In an effort to keep players safe this fall and minimize travel, the SEC is moving to a conference-only schedule. We’ve already seen the Big Ten, Pac-12 and other conferences go that route.
Next up on the agenda for college football is to establish protocols that’ll reduce the chances of a potential COVID-19 outbreak during the regular season. It appears the SEC has come up with two ways to address that issue.
The SEC announced that its football players will be tested by a third-party provided at least twice per week. Testing will take place six days and three days prior to competition.
In addition to the new testing protocol, the conference revealed that all coaches, staff and non-competing personnel will have to wear face coverings. Physical distancing will be employed as well, but it’s tough to see how coaches will distance themselves from their own players.

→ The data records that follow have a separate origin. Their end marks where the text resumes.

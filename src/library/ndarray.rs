//! Adapter over ndarray's `Array2<f64>`
//!
//! ndarray ships no decompositions of its own, so everything past
//! element-wise arithmetic and multiplication is declined.

use super::{LibraryAdapter, split_factors};
use crate::error::{Error, Result};
use crate::matrix::{MatrixHandle, check_product, check_shape};
use crate::operation::{
    BoxedEvd, BoxedMutatingBinary, BoxedMutatingScalar, BoxedMutatingUnary, BoxedProducingBinary,
    BoxedProducingUnary, BoxedProperty, BoxedSolve, BoxedSvd, OperationKind,
};
use ndarray::linalg::general_mat_mul;
use ndarray::{Array2, Zip};

/// Registry key of the ndarray library
pub const NAME: &str = "ndarray";

impl MatrixHandle for Array2<f64> {
    fn zeros(rows: usize, cols: usize) -> Self {
        Array2::zeros((rows, cols))
    }

    fn rows(&self) -> usize {
        self.nrows()
    }

    fn cols(&self) -> usize {
        self.ncols()
    }

    #[inline]
    fn at(&self, row: usize, col: usize) -> f64 {
        self[[row, col]]
    }

    #[inline]
    fn set_at(&mut self, row: usize, col: usize, value: f64) {
        self[[row, col]] = value;
    }
}

/// ndarray with its built-in (matrixmultiply backed) products.
#[derive(Debug, Clone, Copy, Default)]
pub struct NdarrayLibrary;

impl LibraryAdapter for NdarrayLibrary {
    type Matrix = Array2<f64>;

    fn name(&self) -> &'static str {
        NAME
    }

    fn operation_add(&self) -> Result<BoxedMutatingBinary<Array2<f64>>> {
        Ok(Box::new(
            |left: &Array2<f64>, right: &Array2<f64>, target: &mut Array2<f64>| -> Result<()> {
                check_shape(right, MatrixHandle::shape(left))?;
                check_shape(target, MatrixHandle::shape(left))?;
                Zip::from(target)
                    .and(left)
                    .and(right)
                    .for_each(|t, &l, &r| *t = l + r);
                Ok(())
            },
        ))
    }

    fn operation_scale(&self) -> Result<BoxedMutatingScalar<Array2<f64>>> {
        Ok(Box::new(
            |input: &Array2<f64>, scalar: f64, target: &mut Array2<f64>| -> Result<()> {
                check_shape(target, MatrixHandle::shape(input))?;
                Zip::from(target)
                    .and(input)
                    .for_each(|t, &x| *t = scalar * x);
                Ok(())
            },
        ))
    }

    fn operation_multiply_to_produce(&self) -> Result<BoxedProducingBinary<Array2<f64>>> {
        Ok(Box::new(
            |left: &Array2<f64>, right: &Array2<f64>| -> Result<Array2<f64>> {
                check_product(left, right)?;
                Ok(left.dot(right))
            },
        ))
    }

    fn operation_fill_by_multiplying(&self) -> Result<BoxedMutatingBinary<Array2<f64>>> {
        Ok(Box::new(
            |left: &Array2<f64>, right: &Array2<f64>, target: &mut Array2<f64>| -> Result<()> {
                let shape = check_product(left, right)?;
                check_shape(target, shape)?;
                general_mat_mul(1.0, left, right, 0.0, target);
                Ok(())
            },
        ))
    }

    fn operation_equation_system_solver(
        &self,
        _equations: usize,
        _variables: usize,
        _solutions: usize,
        _spd: bool,
    ) -> Result<BoxedSolve<Array2<f64>>> {
        Err(Error::unsupported(NAME, OperationKind::Solve))
    }

    fn operation_eigenvectors(&self, _dim: usize) -> Result<BoxedMutatingUnary<Array2<f64>>> {
        Err(Error::unsupported(NAME, OperationKind::Eigenvectors))
    }

    fn operation_evd(&self, _dim: usize) -> Result<BoxedEvd<Array2<f64>>> {
        Err(Error::unsupported(NAME, OperationKind::EigenDecomposition))
    }

    fn operation_svd(&self, _dim: usize) -> Result<BoxedSvd<Array2<f64>>> {
        Err(Error::unsupported(NAME, OperationKind::Svd))
    }

    fn operation_pseudoinverse(&self, _dim: usize) -> Result<BoxedProducingUnary<Array2<f64>>> {
        Err(Error::unsupported(NAME, OperationKind::Pseudoinverse))
    }

    fn operation_determinant(&self, _dim: usize) -> Result<BoxedProperty<Array2<f64>>> {
        Err(Error::unsupported(NAME, OperationKind::Determinant))
    }

    fn copy(&self, source: &Array2<f64>, destination: &mut Array2<f64>) -> Result<()> {
        check_shape(destination, MatrixHandle::shape(source))?;
        destination.assign(source);
        Ok(())
    }

    fn norm(&self, matrix: &Array2<f64>) -> f64 {
        matrix.iter().map(|x| x * x).sum::<f64>().sqrt()
    }

    fn multiply(&self, factors: &[&Array2<f64>]) -> Result<Array2<f64>> {
        let (first, rest) = split_factors(factors)?;
        let mut acc = first.clone();
        for &factor in rest {
            check_product(&acc, factor)?;
            acc = acc.dot(factor);
        }
        Ok(acc)
    }

    fn subtract(&self, left: &Array2<f64>, right: &Array2<f64>) -> Result<Array2<f64>> {
        check_shape(right, MatrixHandle::shape(left))?;
        Ok(left - right)
    }

    fn transpose(&self, matrix: &Array2<f64>) -> Array2<f64> {
        matrix.t().to_owned()
    }
}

SEC commissioner Greg Sankey released a statement on the new protocols, saying “Our health experts have guided us though each stage of preparation for the safe return of activity and, together with the medical staffs embedded within our athletics programs, we will continue to monitor developments around the virus and evolve our plan to meet the health needs of our student-athletes.”
NEWS | The @SEC announces its initial COVID-19 management requirements for the fall athletics season as recommended by the SEC’s Return to Activity and Medical Guidance Task Force.https://t.co/dsghlDXXXW
— Southeastern Conference (@SEC) August 7, 2020
If the SEC is going to have a complete season, teams must follow the protocols laid out for them.
Since the SEC has revised its schedule for the upcoming season, games will not kick off until late September.